These days Netflix acknowledges in its official description of The Crown, that it is a “fiction dramatisation”, “inspired” by real events. It has declined calls to put the disclaimer at the beginning of each episode.
So as season five lands, briefly delayed by the death of the Queen,the opera gloves are off, and, when it comes to the boundaries between life and art, we’re on our own.
Charles and Diana’s fairytale marriage has gone weapons-grade Grimm. In a romantic moment with fleeting love interest, heart surgeon Hasnat Khan, did Princess Diana really purr, “I’ve already had a prince. I’m just looking for a frog to make me happy”?
The show’s most preposterous dialogue is unflinchingly transcribed from the historical record. Were they really going there? They were. Charles picks up the phone to call Camilla, necessitating an awkward conversation between royal lover and husband as she scrambles to take the call in private. Charles is soon declaring that he wants to live in her trousers. She’s just happy that he’s not making her go on reading his speech – “Is it very long?” - on the decline of the English language. “What are you going to turn into, a pair of knickers?” she chirps. “Or, God forbid, a Tampax,” he famously guffaws. That’s the trouble with the truth. It’s so freaking unbelievable.
The theme for this season is the waning relevance of the monarchy. Young Prince William, escaping Eton for tea with Granny, pummels her aged television set in an attempt to make it work. She should get a new one with more channels, he advises. Otherwise she might as well, “bury your head in the sand and pretend you don’t know what’s going on.” “I can do that,” she replies serenely. Lest viewers miss the symbolism: “Even televisions are metaphors in this place,” sighs the Queen.
Metaphors. Perhaps to underline the fictionality, you can’t move this season without bumping into one. Prince Philip, breaking the surly bonds of his subservient role by careering about the landscape in a carriage with a blonde; shots of the aristocracy out killing things.
Metaphor in chief: Her Majesty’s Yacht Britannia. It’s in disrepair, to be decommissioned. Britannia is “a symbolic representation of your mother,” Philip explains to Charles. “It’s like she felt that she is being decommissioned,” muses Charles, hammering the symbolism like it’s a malfunctioning Royal television set.
The timing for this series is sensitive.
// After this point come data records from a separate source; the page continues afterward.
//! Uniform view of failure payloads
//!
//! Servers answer with either `{"error": {"code", "message", "details"}}` or
//! a bare `{"detail": ...}`; transport failures carry no payload at all.
//! [`normalize`] turns all of them into one `(code, message, details)` triple.

use serde::Serialize;
use serde_json::Value;
use warehouse_domain::constants::{DEFAULT_ERROR_CODE, DEFAULT_ERROR_MESSAGE, MAX_ERROR_DETAIL_ITEMS};

use super::errors::ApiError;

/// Failure shape shown to collaborators
#[derive(Debug, Clone, PartialEq, Serialize)]
pub struct NormalizedError {
    pub code: String,
    pub message: String,
    pub details: Option<Value>,
}

impl NormalizedError {
    fn fallback(message: String) -> Self {
        Self { code: DEFAULT_ERROR_CODE.to_string(), message, details: None }
    }
}

pub fn normalize(err: &ApiError) -> NormalizedError {
    match err.payload() {
        Some(payload) => normalize_payload(payload, &err.to_string()),
        None => NormalizedError::fallback(err.to_string()),
    }
}

/// Normalize a decoded body; `transport_message` is used when the body has
/// neither recognised shape.
pub fn normalize_payload(payload: &Value, transport_message: &str) -> NormalizedError {
    if let Some(error) = payload.get("error").and_then(Value::as_object) {
        let text = |field: &str, default: &str| {
            error.get(field).and_then(Value::as_str).unwrap_or(default).to_string()
        };
        return NormalizedError {
            code: text("code", DEFAULT_ERROR_CODE),
            message: text("message", DEFAULT_ERROR_MESSAGE),
            details: error.get("details").filter(|d| !d.is_null()).cloned(),
        };
    }

    let detail = match payload.get("detail") {
        Some(Value::String(text)) => Some(text.as_str()),
        Some(Value::Array(items)) => items.iter().find_map(Value::as_str),
        _ => None,
    };
    if let Some(message) = detail {
        return NormalizedError {
            code: DEFAULT_ERROR_CODE.to_string(),
            message: message.to_string(),
            details: Some(payload.clone()),
        };
    }

    NormalizedError::fallback(transport_message.to_string())
}

/// Validation messages of a failure as a flat list, at most ten items
pub fn details_as_list(err: &ApiError) -> Vec<String> {
    normalize(err).details.as_ref().map(flatten_details).unwrap_or_default()
}

/// Flatten a `{field: [messages]}` map in map order.
///
/// Only list values contribute and non-string items are skipped; anything
/// other than a map yields nothing.
pub fn flatten_details(details: &Value) -> Vec<String> {
    let Some(fields) = details.as_object() else {
        return Vec::new();
    };

    fields
        .values()
        .filter_map(Value::as_array)
        .flatten()
        .filter_map(Value::as_str)
        .take(MAX_ERROR_DETAIL_ITEMS)
        .map(str::to_string)
        .collect()
}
Everyone gets off pretty lightly. Prince Charles is played by Dominic West, for goodness sake. It’s hard not to feel for him when, on her birthday, “Mummy” prefers the novelty singing trout she gets from Andrew to a painting by her oldest son.
Princess Anne is hardly salty at all. As Diana, Elizabeth Debicki does such a forensic impersonation – gazing hungrily up through her lashes, wisecracking about the Firm, spilling the beans, suffering - that it’s downright spooky.
There’s one truly gruelling episode, safely long past. Flashback to 1917. Queen Mary refuses to allow the government to attempt a rescue of deposed Russian Tsar Nicholas and his family. The Romanovs are brutally murdered, children and all. There is no historical record that Queen Mary behaved as portrayed, though, with the Government of the time worried about anti-Russian sentiment, King George V reportedly changed his mind about offering help. It’s hard to see the point of this segment except to make the modern House of Windsor seem hardly ruthless at all by comparison.
Never mind. The most shocking material is true. We were there. The behaviour of the paparazzi hounding Diana. The behaviour of the BBC in getting the Panorama interview. It’s compelling history and redeems the lurching, clunky storytelling that besets this season.
Eventually the Queen gets a new TV set. Is change afoot? Not really. She begs William to help her negotiate the world streaming in. There’s a glimpse of Beavis and Butthead. “Can’t we just find the BBC?” she wails. William settles on a service with hymns. Her Majesty settles into her chair, a survivor, happy as a clam.